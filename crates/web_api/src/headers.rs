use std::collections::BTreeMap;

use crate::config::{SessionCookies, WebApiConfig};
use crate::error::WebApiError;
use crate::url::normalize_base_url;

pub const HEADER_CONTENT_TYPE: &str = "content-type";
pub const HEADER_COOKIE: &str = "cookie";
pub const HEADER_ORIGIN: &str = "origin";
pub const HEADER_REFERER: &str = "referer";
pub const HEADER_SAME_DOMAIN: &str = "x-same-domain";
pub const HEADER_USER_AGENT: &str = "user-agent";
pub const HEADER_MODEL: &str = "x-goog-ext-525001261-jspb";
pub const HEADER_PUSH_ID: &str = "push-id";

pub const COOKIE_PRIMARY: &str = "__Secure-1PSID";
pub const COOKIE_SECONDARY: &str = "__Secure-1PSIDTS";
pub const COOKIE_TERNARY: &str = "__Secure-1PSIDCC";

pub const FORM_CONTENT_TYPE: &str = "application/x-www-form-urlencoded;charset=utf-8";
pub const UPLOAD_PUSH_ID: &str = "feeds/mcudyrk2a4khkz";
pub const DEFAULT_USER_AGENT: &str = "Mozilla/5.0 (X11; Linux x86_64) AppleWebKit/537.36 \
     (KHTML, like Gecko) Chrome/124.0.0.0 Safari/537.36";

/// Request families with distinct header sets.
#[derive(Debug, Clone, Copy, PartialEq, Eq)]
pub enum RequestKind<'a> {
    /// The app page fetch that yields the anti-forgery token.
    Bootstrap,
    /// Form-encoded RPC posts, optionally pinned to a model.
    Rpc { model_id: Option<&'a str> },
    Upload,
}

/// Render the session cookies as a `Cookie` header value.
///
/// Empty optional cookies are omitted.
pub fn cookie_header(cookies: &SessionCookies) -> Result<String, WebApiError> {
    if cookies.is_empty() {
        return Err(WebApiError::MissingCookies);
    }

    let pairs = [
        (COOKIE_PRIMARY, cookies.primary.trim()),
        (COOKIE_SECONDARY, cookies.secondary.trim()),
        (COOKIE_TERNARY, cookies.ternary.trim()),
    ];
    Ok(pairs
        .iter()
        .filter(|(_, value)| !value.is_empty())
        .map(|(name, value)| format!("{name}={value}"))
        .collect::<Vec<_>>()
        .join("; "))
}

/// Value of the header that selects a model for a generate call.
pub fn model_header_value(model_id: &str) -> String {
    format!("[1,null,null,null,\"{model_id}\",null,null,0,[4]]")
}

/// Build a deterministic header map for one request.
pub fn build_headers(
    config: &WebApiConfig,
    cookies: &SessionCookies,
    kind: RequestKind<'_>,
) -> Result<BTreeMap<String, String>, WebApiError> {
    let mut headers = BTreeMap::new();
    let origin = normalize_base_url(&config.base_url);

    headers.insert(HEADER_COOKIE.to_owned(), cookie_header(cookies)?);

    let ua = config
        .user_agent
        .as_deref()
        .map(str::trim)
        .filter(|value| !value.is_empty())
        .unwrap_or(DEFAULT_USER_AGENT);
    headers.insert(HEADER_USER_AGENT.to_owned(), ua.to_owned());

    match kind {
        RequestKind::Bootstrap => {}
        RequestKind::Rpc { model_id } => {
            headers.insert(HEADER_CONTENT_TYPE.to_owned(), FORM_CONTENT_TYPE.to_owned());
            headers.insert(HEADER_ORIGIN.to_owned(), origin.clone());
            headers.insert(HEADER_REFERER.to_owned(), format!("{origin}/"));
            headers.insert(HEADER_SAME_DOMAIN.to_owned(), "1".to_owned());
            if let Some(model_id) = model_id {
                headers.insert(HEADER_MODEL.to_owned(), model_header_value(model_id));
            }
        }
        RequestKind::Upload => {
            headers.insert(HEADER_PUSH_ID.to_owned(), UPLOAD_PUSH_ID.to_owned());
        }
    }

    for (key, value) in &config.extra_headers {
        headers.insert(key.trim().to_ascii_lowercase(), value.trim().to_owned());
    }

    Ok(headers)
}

------------

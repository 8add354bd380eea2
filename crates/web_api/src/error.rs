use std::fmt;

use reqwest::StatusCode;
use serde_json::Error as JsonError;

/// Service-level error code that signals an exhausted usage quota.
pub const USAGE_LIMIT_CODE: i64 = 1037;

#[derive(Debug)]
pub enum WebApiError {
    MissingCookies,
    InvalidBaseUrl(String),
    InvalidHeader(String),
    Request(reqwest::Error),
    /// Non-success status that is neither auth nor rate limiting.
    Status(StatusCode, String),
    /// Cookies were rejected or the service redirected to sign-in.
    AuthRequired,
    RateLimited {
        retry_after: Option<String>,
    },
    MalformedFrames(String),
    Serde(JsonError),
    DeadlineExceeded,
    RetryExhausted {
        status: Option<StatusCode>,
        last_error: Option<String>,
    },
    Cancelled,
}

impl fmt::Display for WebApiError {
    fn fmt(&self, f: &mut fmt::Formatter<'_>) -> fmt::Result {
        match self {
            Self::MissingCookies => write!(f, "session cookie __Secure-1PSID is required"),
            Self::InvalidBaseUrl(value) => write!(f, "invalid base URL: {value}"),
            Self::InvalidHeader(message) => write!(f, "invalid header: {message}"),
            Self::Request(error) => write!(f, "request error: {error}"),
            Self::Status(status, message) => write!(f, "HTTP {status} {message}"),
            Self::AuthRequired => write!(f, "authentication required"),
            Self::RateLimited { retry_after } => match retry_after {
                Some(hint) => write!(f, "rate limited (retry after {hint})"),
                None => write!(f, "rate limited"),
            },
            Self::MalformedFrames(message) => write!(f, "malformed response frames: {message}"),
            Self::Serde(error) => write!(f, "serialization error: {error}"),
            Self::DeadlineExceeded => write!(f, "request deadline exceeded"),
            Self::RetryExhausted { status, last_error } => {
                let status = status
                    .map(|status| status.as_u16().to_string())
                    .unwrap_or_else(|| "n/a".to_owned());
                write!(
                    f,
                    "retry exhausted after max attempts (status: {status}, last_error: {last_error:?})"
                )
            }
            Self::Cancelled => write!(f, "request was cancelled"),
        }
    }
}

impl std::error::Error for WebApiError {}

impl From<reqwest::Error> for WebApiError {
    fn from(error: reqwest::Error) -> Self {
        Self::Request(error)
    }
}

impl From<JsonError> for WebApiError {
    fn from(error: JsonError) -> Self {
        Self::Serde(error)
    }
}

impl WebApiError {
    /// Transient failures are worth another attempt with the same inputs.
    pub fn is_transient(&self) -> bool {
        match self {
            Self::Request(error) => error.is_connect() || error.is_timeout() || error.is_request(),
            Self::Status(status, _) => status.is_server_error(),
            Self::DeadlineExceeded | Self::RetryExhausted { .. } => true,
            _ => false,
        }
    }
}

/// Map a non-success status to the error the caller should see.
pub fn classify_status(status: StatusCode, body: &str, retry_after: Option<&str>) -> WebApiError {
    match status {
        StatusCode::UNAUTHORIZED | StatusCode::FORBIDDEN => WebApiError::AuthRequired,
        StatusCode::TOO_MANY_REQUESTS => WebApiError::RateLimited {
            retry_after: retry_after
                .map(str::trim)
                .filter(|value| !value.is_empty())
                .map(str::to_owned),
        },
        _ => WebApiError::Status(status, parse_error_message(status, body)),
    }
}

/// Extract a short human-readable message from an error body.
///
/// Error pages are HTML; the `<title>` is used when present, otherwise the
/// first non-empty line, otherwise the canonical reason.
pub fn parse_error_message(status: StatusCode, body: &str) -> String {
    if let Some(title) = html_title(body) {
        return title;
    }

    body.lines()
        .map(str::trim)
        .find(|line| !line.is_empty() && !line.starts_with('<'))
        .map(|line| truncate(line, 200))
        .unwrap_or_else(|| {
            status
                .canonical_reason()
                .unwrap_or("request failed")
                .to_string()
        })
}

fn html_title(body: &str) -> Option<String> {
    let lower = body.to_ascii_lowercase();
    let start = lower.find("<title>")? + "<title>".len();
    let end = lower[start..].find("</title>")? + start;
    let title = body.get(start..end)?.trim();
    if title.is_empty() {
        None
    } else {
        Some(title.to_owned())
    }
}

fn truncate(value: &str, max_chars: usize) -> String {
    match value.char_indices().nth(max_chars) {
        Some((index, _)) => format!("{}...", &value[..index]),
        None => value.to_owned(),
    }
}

------------

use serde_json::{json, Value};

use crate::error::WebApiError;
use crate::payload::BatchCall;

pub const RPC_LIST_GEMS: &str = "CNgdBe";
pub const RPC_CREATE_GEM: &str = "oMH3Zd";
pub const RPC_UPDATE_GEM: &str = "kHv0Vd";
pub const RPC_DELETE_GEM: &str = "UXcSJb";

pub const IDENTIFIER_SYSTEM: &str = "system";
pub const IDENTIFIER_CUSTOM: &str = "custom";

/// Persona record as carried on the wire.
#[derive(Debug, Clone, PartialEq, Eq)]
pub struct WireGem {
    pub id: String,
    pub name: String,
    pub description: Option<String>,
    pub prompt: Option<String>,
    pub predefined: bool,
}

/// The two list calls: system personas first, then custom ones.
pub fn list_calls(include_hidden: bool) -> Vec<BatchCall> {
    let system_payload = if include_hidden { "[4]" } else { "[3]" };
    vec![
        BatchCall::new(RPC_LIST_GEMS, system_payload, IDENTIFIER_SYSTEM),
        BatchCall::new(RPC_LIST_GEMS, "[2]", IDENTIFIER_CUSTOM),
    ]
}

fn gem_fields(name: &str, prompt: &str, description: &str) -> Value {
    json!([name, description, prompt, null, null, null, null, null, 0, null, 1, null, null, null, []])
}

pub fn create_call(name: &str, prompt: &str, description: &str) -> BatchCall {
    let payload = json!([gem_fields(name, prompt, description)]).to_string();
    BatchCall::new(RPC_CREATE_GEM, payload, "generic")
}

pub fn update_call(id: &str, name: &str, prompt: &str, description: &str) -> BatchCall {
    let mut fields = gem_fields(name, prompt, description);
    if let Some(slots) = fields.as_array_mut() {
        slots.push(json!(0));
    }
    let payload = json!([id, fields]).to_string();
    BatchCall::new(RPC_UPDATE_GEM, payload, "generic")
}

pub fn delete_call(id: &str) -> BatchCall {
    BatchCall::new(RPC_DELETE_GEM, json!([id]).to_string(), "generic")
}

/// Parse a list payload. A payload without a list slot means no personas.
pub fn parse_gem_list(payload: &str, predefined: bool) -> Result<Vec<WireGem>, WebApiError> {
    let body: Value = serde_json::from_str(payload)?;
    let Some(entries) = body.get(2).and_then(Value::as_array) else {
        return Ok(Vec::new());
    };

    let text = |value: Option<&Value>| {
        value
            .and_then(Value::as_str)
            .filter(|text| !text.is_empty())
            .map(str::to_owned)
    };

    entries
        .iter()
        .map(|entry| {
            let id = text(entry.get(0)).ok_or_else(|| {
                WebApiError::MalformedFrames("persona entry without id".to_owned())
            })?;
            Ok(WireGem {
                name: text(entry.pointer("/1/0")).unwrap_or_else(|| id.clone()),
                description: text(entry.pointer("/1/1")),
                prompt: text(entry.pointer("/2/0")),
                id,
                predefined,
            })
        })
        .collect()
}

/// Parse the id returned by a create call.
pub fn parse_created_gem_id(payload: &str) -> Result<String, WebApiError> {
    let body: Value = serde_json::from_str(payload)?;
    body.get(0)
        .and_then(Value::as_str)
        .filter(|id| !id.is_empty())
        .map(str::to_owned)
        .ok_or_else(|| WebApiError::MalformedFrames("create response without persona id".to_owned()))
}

------------

> AIM OF THE TASK:
Every line above holding the string "derive" should be listed.

> SOLUTION TO THIS EXERCISE:
#[derive(Debug, Clone, Copy, PartialEq, Eq)]
#[derive(Debug)]
#[derive(Debug, Clone, PartialEq, Eq)]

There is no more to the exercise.